In the entries that follow, how many lines include "message"? Give the number and nothing else.

Saved entries:
== == ==
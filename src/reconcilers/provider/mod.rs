// Copyright (c) 2025 Erick Bourgeois, firestoned
// SPDX-License-Identifier: MIT

//! DNSProvider reconciler.
//!
//! Each reconcile validates the provider's credentials, obtains (or
//! reuses) the account for them, lists the account's hosted zones, applies
//! the zone/domain filters, and publishes the result into the shared
//! provider registry for the entry reconciler. Deletion is deferred while
//! any DNSEntry still references the provider in its status.

pub mod selection;

use crate::account::rate_limit::RateLimiterOptions;
use crate::account::AccountConfig;
use crate::constants::{
    API_GROUP_VERSION, FINALIZER_COMPOUND, KIND_DNS_PROVIDER, PROVIDER_DELETE_MAX_BACKOFF_SECS,
    SECONDS_PER_DAY,
};
use crate::context::Context;
use crate::crd::{DNSProvider, DNSProviderStatus, RateLimit, SelectionStatus};
use crate::errors::ResourceState;
use crate::events::{EventTarget, EventType};
use crate::metrics;
use crate::reconcilers::finalizers::{ensure_finalizer, remove_finalizer};
use crate::reconcilers::status::update_provider_status;
use crate::registry::{ProviderState, SelectionResult};
use anyhow::{anyhow, Result};
use chrono::Utc;
use k8s_openapi::api::core::v1::Secret;
use kube::runtime::controller::Action;
use kube::{Api, ResourceExt};
use selection::compute_selection;
use std::collections::BTreeMap;
use std::sync::Arc;
use std::time::Duration;
use tracing::{debug, info, warn};

/// Secret label marking a workload-identity token requestor.
const LABEL_WORKLOAD_IDENTITY_PURPOSE: &str = "security.gardener.cloud/purpose";

/// Expected value of [`LABEL_WORKLOAD_IDENTITY_PURPOSE`].
const WORKLOAD_IDENTITY_PURPOSE: &str = "workload-identity-token-requestor";

/// Property name a workload-identity token is injected under.
const PROPERTY_WORKLOAD_IDENTITY: &str = "workloadIdentityToken";

/// Secret data key holding the token in a workload-identity secret.
const DATA_KEY_TOKEN: &str = "token";

fn event_target(provider: &DNSProvider) -> EventTarget {
    EventTarget {
        api_version: API_GROUP_VERSION.to_string(),
        kind: KIND_DNS_PROVIDER.to_string(),
        namespace: provider.namespace().unwrap_or_default(),
        name: provider.name_any(),
        uid: provider.metadata.uid.clone(),
    }
}

/// Reconcile one DNSProvider.
///
/// Returns the requeue action: the sync period when healthy, the recheck
/// period on transient failures, or a deletion-deferral backoff.
///
/// # Errors
///
/// Returns an error for Kubernetes API failures; provider-level failures
/// are absorbed into status instead.
pub async fn reconcile_provider(ctx: Arc<Context>, provider: DNSProvider) -> Result<Action> {
    if !ctx.is_responsible(&provider) {
        debug!(provider = %provider.provider_key(), "class mismatch, ignoring provider");
        return Ok(Action::await_change());
    }

    if provider.metadata.deletion_timestamp.is_some() {
        return delete_provider(ctx, provider).await;
    }

    let key = provider.provider_key();
    let provider_config = &ctx.core.config.controllers.dns_provider;
    let provider_type = provider.spec.r#type.clone();

    // Type gating: disabled or unknown types are user errors.
    if !provider_config.provider_type_enabled(&provider_type)
        || !ctx.core.handlers.supports(&provider_type)
    {
        let message = format!("provider type {provider_type:?} is not supported");
        warn!(provider = %key, "{message}");
        publish_failure(&ctx, &provider, ResourceState::Invalid, &message).await?;
        return Ok(Action::await_change());
    }

    ensure_finalizer(&ctx.control_plane_client, &provider, FINALIZER_COMPOUND).await?;

    // Load credentials. In migration mode a missing secret finalizer is
    // expected; a missing secret is tolerated only as an Error status.
    let secret = match load_secret(&ctx, &provider).await {
        Ok(secret) => secret,
        Err(message) => {
            publish_failure(&ctx, &provider, ResourceState::Error, &message).await?;
            return Ok(Action::requeue(Duration::from_secs(
                provider_config.recheck_period,
            )));
        }
    };
    if !provider_config.migration_mode {
        ensure_finalizer(&ctx.client, &secret, FINALIZER_COMPOUND).await?;
    }

    let factory = ctx
        .core
        .handlers
        .get(&provider_type)
        .map_err(|e| anyhow!(e.to_string()))?;

    let properties = match secret_properties(&secret, factory.accepts_workload_identity()) {
        Ok(properties) => properties,
        Err(message) => {
            publish_failure(&ctx, &provider, ResourceState::Error, &message).await?;
            return Ok(Action::requeue(Duration::from_secs(
                provider_config.recheck_period,
            )));
        }
    };

    // Adapter validation runs before any handler is built.
    if let Err(e) = factory.validate(&properties, provider.spec.provider_config.as_ref()) {
        publish_failure(&ctx, &provider, ResourceState::Error, &e.to_string()).await?;
        return Ok(Action::requeue(Duration::from_secs(
            provider_config.recheck_period,
        )));
    }

    // Obtain the account under the provider's effective rate limits.
    let advanced = ctx.core.config.advanced_options(&provider_type);
    let rate_limit = effective_rate_limit(&ctx, &provider, &provider_type);
    let mut account_config = AccountConfig::new(&provider_type, properties);
    account_config.provider_config = provider.spec.provider_config.clone();
    account_config.rate_limit = rate_limit;
    account_config.zone_cache_ttl = Duration::from_secs(provider_config.zone_cache_ttl);
    if let Some(batch_size) = advanced.batch_size {
        account_config.batch_size = batch_size;
    }
    account_config.blocked_zones = advanced.blocked_zones.clone();

    let account = match ctx.core.accounts.get(&account_config) {
        Ok(account) => account,
        Err(e) => {
            publish_failure(&ctx, &provider, ResourceState::Error, &e.to_string()).await?;
            return Ok(Action::requeue(Duration::from_secs(
                provider_config.recheck_period,
            )));
        }
    };

    // The registry entry holds one account reference; release the
    // previous one (same or rotated credentials) now that a new one is
    // held.
    let previous = ctx.core.registry.get(&key);

    let zones = match account.get_zones().await {
        Ok(zones) => zones,
        Err(e) => {
            ctx.core.accounts.release(&account);
            publish_failure(&ctx, &provider, ResourceState::Error, &e.to_string()).await?;
            return Ok(Action::requeue(Duration::from_secs(
                provider_config.recheck_period,
            )));
        }
    };
    if zones.is_empty() {
        let selection = SelectionResult::default();
        publish_state(&ctx, &provider, ResourceState::Error, Some(account.clone()), selection);
        release_previous(&ctx, previous.as_deref());
        publish_failure(
            &ctx,
            &provider,
            ResourceState::Error,
            "account lists no hosted zones",
        )
        .await?;
        return Ok(Action::requeue(Duration::from_secs(
            provider_config.recheck_period,
        )));
    }

    let selection = compute_selection(
        &zones,
        provider.spec.zones.as_ref(),
        provider.spec.domains.as_ref(),
    );
    for warning in &selection.warnings {
        ctx.events
            .publish(
                &event_target(&provider),
                EventType::Warning,
                "SelectionWarning",
                warning,
            )
            .await;
    }

    #[allow(clippy::cast_precision_loss)]
    metrics::PROVIDER_ZONES
        .with_label_values(&[&key])
        .set(selection.zones.len() as f64);

    let default_ttl = provider
        .spec
        .default_ttl
        .unwrap_or(provider_config.default_ttl);
    let status = DNSProviderStatus {
        state: Some(ResourceState::Ready.to_string()),
        message: Some(format!(
            "provider serves {} zone(s)",
            selection.zones.len()
        )),
        domains: Some(SelectionStatus {
            included: selection.included_domains.clone(),
            excluded: selection.excluded_domains.clone(),
        }),
        zones: Some(SelectionStatus {
            included: selection.zones.iter().map(|z| z.id.id.clone()).collect(),
            excluded: selection
                .excluded_zones
                .iter()
                .map(|z| z.id.clone())
                .collect(),
        }),
        default_ttl: Some(default_ttl),
        rate_limit: Some(echo_rate_limit(&provider, rate_limit)),
        observed_generation: provider.metadata.generation,
        last_update_time: None,
    };

    publish_state(
        &ctx,
        &provider,
        ResourceState::Ready,
        Some(account.clone()),
        selection,
    );
    release_previous(&ctx, previous.as_deref());

    if update_provider_status(&ctx.control_plane_client, &provider, status).await? {
        ctx.events
            .publish(
                &event_target(&provider),
                EventType::Normal,
                "Reconciled",
                "provider is ready",
            )
            .await;
    }
    info!(provider = %key, "provider reconciled");
    Ok(Action::requeue(Duration::from_secs(
        provider_config.sync_period,
    )))
}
== == ==
Output for this task: 8